Saved entries -
◇ ◇ ◇ ◇

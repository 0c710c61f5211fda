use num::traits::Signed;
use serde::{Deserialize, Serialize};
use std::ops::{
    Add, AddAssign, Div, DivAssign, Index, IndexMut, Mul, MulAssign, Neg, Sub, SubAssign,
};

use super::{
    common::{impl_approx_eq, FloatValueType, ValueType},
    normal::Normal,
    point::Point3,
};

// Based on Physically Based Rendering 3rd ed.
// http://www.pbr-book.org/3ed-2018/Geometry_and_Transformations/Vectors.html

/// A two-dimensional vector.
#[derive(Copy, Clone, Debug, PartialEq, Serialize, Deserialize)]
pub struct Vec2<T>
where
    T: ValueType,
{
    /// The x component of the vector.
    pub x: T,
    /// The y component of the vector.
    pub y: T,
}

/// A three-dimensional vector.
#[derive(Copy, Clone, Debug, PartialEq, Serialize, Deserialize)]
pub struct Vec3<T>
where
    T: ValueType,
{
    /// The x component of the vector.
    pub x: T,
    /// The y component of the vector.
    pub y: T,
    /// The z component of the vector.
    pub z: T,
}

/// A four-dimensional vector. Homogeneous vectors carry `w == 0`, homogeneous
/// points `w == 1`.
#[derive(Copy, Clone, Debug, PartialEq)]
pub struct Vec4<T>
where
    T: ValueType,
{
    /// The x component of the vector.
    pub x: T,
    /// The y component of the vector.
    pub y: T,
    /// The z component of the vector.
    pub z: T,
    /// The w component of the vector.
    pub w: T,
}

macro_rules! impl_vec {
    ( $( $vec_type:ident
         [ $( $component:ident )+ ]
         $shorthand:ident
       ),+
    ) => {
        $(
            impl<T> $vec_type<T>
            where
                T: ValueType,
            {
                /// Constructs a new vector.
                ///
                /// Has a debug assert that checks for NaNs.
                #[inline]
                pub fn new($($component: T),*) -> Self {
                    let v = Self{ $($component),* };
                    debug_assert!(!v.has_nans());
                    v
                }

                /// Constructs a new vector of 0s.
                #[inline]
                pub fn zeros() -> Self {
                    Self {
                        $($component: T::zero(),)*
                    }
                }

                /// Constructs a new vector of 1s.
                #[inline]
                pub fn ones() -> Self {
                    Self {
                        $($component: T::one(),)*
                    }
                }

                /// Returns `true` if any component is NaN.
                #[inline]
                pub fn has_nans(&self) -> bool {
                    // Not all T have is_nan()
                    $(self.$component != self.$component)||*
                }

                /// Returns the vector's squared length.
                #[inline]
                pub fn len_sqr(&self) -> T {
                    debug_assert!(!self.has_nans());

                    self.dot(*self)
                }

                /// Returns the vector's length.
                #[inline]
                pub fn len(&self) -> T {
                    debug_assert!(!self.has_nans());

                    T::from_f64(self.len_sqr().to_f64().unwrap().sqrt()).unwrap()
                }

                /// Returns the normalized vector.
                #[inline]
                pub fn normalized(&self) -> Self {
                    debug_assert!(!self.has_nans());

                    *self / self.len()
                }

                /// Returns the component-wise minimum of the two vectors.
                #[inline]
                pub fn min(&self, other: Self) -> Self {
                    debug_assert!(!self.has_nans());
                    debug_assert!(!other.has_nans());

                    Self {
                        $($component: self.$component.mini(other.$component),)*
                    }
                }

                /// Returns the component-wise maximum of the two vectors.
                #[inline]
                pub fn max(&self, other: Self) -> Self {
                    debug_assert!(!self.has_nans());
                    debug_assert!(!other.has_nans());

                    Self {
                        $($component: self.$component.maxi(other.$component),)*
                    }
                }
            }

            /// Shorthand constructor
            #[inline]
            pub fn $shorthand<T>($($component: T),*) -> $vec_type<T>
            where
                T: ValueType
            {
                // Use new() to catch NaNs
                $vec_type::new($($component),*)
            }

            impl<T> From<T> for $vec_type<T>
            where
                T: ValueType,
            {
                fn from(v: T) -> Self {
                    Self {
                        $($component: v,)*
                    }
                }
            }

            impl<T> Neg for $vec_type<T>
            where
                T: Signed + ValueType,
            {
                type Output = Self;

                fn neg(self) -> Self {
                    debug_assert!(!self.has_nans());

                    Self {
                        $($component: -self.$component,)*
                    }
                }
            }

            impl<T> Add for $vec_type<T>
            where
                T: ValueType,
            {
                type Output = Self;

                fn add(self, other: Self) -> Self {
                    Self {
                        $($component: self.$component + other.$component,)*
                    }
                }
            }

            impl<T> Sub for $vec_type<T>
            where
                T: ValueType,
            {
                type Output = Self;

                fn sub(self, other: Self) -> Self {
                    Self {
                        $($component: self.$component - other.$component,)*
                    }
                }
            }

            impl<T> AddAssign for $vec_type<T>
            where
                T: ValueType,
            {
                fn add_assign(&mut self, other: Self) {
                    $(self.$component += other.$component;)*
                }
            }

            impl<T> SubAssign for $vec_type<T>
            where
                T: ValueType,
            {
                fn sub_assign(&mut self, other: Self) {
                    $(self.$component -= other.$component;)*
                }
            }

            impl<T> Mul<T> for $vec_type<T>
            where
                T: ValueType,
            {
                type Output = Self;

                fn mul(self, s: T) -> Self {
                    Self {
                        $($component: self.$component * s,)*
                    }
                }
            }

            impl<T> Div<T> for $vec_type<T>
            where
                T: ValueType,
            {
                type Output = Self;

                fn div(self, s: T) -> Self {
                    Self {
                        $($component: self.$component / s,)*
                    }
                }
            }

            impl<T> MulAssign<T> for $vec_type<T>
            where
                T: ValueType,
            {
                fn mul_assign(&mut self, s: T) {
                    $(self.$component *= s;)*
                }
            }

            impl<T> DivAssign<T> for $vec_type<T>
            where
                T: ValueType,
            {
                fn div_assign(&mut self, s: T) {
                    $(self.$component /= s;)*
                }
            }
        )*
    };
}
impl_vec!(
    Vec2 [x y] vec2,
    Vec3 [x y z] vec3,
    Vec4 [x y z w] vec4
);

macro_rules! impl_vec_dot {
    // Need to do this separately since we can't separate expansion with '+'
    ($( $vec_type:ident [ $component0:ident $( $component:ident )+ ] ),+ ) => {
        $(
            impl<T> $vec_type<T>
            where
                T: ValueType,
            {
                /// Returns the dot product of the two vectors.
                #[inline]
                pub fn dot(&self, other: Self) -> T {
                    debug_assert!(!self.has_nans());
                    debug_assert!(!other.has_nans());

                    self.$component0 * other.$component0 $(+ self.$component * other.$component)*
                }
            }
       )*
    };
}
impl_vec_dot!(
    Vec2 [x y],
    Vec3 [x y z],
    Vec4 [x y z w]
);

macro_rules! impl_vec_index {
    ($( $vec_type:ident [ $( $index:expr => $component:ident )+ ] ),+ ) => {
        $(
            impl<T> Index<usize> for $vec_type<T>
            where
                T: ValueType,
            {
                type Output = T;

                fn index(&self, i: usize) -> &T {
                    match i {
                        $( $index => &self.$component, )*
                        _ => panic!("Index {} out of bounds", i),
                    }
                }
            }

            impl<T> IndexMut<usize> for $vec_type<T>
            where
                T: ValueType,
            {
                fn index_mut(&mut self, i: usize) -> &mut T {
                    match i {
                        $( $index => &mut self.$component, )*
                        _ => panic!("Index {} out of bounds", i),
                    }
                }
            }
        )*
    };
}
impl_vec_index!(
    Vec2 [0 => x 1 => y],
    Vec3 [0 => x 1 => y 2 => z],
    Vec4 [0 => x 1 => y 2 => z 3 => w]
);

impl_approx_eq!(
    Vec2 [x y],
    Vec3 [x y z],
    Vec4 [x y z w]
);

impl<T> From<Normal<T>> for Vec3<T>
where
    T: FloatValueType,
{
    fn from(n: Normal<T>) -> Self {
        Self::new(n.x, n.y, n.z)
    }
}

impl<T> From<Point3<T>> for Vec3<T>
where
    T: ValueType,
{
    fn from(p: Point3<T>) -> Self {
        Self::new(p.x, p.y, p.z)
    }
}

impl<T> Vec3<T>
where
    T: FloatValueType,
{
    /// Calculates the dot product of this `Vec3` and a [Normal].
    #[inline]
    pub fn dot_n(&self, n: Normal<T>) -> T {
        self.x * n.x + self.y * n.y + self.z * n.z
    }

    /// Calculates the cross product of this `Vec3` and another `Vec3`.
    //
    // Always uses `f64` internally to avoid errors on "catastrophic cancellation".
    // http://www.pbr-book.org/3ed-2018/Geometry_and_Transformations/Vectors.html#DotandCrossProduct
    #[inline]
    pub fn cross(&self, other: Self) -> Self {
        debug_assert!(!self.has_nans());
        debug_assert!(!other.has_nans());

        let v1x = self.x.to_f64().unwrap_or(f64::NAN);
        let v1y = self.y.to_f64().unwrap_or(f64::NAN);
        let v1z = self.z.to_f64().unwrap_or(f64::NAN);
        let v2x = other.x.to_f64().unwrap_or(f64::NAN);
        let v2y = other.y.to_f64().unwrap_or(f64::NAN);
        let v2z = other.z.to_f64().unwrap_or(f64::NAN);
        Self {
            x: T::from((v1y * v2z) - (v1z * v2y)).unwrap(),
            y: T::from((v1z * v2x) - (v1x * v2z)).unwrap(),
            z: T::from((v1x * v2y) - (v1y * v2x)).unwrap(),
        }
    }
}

◇ ◇ ◇ ◇

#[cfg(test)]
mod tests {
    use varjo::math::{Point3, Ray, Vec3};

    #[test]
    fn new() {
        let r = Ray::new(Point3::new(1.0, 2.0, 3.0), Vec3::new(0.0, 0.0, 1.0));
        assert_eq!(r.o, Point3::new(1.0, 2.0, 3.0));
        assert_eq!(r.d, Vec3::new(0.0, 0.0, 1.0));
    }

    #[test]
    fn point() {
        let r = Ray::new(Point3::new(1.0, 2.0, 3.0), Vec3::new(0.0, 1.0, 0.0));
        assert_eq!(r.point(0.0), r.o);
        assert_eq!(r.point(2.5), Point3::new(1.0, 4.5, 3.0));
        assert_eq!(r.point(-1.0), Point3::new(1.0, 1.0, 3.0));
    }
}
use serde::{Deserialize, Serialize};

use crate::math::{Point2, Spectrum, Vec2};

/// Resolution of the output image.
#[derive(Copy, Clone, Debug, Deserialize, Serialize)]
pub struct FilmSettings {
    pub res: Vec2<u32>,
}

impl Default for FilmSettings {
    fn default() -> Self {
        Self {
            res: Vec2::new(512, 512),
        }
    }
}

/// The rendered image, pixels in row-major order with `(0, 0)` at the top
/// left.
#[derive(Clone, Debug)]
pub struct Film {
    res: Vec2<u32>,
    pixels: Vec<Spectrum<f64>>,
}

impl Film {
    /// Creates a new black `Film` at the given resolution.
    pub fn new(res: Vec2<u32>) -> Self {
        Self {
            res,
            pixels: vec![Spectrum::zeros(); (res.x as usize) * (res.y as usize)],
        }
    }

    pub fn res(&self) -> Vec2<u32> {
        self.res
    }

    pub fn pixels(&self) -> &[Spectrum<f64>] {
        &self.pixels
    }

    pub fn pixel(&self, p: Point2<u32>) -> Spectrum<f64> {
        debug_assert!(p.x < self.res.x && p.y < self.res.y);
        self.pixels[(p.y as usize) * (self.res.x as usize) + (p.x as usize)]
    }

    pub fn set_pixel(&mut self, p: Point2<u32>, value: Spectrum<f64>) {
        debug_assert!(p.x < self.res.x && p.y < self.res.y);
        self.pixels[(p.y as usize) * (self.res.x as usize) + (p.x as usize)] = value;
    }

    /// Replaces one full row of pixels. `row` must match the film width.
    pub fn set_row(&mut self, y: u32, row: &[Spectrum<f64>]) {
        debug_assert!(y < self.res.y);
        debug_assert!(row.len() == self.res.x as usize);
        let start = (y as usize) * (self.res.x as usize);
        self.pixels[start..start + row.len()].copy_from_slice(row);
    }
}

◇ ◇ ◇ ◇

Problem requirements - Lines that include the word "http" are to be extracted from the data above.

Response box -
// http://www.pbr-book.org/3ed-2018/Geometry_and_Transformations/Vectors.html
    // http://www.pbr-book.org/3ed-2018/Geometry_and_Transformations/Vectors.html#DotandCrossProduct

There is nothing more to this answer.